Input
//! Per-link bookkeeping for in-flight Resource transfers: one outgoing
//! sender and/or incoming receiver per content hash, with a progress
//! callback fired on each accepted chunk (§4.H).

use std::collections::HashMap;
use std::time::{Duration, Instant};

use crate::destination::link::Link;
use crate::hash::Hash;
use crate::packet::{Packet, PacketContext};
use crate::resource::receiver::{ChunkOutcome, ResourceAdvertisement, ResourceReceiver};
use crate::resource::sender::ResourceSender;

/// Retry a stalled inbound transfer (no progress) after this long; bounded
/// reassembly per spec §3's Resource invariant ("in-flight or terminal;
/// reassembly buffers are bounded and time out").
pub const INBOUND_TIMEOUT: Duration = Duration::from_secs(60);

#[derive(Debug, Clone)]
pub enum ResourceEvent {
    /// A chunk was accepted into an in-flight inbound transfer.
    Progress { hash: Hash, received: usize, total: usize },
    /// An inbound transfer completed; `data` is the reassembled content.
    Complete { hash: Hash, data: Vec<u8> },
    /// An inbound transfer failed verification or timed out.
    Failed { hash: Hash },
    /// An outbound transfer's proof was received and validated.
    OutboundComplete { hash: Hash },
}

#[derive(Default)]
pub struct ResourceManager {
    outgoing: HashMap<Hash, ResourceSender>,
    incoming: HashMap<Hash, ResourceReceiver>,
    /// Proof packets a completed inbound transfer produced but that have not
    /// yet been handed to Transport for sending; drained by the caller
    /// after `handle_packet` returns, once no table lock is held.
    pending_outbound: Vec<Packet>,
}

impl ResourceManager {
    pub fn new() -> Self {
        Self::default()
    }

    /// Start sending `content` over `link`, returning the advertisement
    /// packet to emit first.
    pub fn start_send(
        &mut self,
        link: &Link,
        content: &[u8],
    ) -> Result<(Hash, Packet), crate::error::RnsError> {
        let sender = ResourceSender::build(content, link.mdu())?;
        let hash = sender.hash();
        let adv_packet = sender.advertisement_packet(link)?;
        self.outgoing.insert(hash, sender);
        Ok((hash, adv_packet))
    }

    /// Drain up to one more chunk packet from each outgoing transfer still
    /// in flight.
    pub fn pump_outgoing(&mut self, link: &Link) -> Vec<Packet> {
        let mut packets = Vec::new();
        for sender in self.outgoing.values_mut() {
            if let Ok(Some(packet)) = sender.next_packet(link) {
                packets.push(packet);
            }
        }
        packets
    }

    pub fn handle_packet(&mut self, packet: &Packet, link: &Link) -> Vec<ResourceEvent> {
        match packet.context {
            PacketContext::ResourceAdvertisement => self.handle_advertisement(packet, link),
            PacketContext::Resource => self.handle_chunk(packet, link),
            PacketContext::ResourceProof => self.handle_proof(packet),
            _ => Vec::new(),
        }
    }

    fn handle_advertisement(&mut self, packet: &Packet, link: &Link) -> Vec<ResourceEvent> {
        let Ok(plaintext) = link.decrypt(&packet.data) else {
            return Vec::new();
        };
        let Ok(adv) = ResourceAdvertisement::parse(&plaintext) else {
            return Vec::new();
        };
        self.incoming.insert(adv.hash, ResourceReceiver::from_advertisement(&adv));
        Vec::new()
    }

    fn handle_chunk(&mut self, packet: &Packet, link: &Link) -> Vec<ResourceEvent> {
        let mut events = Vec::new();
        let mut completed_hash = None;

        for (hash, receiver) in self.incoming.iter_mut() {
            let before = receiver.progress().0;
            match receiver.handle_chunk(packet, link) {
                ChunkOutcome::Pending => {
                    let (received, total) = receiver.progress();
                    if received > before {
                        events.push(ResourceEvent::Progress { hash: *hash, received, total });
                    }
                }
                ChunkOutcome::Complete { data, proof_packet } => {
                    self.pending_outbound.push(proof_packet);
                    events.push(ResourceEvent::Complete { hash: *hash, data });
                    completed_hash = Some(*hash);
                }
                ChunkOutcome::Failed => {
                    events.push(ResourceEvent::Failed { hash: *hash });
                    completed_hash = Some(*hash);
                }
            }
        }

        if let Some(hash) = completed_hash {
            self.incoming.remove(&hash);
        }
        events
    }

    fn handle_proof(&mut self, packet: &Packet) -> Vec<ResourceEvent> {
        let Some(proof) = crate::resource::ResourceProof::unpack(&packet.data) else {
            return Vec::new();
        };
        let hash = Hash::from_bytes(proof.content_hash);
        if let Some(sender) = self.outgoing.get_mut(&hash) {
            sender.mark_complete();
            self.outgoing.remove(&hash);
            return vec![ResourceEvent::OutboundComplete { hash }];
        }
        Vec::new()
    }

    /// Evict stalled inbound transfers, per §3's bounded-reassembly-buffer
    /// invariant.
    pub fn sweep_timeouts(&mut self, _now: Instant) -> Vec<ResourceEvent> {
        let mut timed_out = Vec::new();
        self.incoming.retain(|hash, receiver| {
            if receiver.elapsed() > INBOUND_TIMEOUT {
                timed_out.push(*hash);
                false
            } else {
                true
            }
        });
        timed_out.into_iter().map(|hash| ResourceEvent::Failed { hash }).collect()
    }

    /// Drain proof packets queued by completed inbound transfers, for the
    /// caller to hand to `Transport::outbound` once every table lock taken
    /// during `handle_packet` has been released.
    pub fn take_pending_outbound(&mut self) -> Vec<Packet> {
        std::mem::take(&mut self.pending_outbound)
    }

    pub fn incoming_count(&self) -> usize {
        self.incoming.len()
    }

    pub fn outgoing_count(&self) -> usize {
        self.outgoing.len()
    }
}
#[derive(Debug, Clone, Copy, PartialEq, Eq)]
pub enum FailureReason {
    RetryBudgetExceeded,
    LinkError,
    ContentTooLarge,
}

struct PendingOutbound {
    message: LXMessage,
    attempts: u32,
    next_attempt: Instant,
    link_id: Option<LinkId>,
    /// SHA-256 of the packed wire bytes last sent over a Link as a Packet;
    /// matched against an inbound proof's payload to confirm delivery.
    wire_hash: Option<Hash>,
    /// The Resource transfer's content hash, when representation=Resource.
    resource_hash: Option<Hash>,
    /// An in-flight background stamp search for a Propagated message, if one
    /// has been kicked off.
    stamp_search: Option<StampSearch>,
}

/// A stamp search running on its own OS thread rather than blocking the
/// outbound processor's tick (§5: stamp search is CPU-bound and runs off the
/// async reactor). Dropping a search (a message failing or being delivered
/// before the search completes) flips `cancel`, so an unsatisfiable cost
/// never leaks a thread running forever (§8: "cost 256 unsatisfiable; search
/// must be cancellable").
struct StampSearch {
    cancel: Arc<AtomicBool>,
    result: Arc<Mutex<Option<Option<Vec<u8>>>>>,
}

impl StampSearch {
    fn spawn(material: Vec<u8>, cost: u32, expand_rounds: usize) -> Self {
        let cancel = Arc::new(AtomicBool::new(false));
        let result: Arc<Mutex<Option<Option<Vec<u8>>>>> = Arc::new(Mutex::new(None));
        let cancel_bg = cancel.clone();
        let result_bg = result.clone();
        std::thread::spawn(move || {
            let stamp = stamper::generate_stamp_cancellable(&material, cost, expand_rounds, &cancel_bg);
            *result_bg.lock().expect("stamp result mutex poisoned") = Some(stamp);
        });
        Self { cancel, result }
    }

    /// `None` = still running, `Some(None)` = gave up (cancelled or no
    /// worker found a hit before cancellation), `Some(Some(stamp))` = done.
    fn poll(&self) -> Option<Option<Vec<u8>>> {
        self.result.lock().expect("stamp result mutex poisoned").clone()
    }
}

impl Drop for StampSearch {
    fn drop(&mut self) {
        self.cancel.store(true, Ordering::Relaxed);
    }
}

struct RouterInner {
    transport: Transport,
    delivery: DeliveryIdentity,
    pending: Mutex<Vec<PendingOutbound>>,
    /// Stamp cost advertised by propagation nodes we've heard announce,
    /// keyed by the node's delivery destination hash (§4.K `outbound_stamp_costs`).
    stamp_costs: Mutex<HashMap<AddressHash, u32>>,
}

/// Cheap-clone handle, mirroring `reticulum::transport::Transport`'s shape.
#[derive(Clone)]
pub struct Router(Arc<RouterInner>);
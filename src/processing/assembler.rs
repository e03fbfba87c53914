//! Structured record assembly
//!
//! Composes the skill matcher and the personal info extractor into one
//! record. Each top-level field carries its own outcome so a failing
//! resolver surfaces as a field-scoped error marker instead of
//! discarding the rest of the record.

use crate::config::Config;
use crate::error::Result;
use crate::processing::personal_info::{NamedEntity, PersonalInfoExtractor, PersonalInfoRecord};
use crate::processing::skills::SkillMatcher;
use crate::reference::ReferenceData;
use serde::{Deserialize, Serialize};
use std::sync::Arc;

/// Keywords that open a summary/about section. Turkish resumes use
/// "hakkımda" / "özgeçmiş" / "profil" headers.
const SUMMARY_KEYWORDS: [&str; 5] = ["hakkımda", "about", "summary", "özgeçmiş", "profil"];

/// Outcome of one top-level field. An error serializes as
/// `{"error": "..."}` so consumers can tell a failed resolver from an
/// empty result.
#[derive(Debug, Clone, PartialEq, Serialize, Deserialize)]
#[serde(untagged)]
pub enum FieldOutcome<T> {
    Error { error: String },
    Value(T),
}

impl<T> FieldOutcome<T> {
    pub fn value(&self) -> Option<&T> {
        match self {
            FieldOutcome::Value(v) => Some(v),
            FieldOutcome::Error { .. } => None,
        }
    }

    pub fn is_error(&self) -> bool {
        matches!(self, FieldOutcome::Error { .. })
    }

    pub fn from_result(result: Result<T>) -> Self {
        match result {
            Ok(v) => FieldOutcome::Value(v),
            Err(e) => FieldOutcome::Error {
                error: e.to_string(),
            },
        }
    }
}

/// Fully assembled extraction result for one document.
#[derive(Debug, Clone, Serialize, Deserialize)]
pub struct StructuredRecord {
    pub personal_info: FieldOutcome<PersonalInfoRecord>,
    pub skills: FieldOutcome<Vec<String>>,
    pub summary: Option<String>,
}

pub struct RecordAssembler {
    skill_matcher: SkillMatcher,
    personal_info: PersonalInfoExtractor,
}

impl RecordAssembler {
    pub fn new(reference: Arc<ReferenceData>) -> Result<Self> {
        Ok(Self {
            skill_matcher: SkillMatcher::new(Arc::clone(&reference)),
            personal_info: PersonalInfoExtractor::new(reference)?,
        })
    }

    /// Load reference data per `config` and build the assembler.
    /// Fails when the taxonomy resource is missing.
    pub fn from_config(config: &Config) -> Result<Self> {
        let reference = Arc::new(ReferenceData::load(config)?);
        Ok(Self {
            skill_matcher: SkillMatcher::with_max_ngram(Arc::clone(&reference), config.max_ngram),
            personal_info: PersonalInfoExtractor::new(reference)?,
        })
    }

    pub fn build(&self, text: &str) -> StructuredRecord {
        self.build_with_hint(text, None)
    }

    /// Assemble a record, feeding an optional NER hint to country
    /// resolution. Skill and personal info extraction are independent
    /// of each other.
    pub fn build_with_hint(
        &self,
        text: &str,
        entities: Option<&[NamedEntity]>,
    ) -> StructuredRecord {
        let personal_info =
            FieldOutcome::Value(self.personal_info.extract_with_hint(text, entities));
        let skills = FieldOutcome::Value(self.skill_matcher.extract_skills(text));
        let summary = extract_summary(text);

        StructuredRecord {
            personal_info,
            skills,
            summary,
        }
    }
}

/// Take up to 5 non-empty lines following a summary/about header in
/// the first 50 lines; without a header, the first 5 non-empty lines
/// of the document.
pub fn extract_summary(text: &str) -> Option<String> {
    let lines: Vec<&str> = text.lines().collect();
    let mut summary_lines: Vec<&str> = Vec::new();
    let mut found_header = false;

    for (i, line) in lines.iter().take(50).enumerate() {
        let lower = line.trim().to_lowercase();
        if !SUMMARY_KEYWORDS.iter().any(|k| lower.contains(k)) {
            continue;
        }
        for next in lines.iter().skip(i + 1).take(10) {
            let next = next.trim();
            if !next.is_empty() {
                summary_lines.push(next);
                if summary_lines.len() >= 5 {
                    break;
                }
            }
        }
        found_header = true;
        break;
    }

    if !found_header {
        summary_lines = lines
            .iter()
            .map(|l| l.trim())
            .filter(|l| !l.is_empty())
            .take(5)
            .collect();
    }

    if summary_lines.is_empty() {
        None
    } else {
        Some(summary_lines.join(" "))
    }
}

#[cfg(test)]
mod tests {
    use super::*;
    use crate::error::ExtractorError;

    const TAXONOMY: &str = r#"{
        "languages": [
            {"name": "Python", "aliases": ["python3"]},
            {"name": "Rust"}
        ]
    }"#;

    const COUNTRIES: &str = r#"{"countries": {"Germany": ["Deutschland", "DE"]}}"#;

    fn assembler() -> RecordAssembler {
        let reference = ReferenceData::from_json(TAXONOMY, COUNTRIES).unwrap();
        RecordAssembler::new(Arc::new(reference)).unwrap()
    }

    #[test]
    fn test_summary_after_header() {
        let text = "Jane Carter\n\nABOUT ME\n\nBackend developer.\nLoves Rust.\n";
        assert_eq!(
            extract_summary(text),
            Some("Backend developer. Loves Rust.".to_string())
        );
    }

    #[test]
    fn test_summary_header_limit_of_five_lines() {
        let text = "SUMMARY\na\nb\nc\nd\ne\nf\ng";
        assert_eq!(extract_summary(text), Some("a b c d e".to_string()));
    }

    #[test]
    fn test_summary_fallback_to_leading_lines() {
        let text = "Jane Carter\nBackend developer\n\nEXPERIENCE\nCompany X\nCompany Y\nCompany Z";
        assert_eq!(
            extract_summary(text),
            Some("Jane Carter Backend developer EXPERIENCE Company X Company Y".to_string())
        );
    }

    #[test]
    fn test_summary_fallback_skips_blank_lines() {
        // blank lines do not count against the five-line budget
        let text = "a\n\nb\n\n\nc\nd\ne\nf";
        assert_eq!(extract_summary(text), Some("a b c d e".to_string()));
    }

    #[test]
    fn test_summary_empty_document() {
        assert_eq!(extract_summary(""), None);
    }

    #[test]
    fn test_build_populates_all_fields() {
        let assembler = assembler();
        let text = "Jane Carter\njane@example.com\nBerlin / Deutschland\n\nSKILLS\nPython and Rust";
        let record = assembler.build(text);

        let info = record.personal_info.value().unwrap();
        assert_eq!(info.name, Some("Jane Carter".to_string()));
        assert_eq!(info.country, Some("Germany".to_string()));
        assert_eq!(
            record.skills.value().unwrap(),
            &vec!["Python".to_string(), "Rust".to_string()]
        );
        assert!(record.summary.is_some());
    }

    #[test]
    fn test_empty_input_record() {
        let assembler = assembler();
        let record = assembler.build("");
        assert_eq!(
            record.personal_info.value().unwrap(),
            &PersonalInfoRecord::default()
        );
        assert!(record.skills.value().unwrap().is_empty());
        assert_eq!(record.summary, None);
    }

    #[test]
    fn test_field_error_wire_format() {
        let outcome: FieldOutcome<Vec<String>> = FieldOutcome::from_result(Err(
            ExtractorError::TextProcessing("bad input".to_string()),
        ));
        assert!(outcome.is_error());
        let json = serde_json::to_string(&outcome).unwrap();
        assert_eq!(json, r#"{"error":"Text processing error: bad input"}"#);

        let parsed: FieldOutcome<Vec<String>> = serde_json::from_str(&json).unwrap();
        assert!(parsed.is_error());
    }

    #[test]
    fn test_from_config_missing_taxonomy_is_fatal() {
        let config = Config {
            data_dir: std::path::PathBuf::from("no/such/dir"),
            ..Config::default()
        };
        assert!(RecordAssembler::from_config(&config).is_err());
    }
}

To do
From the data above, copy each line with the string "against" in it.

Solution to the problem
    /// matched against an inbound proof's payload to confirm delivery.
        // blank lines do not count against the five-line budget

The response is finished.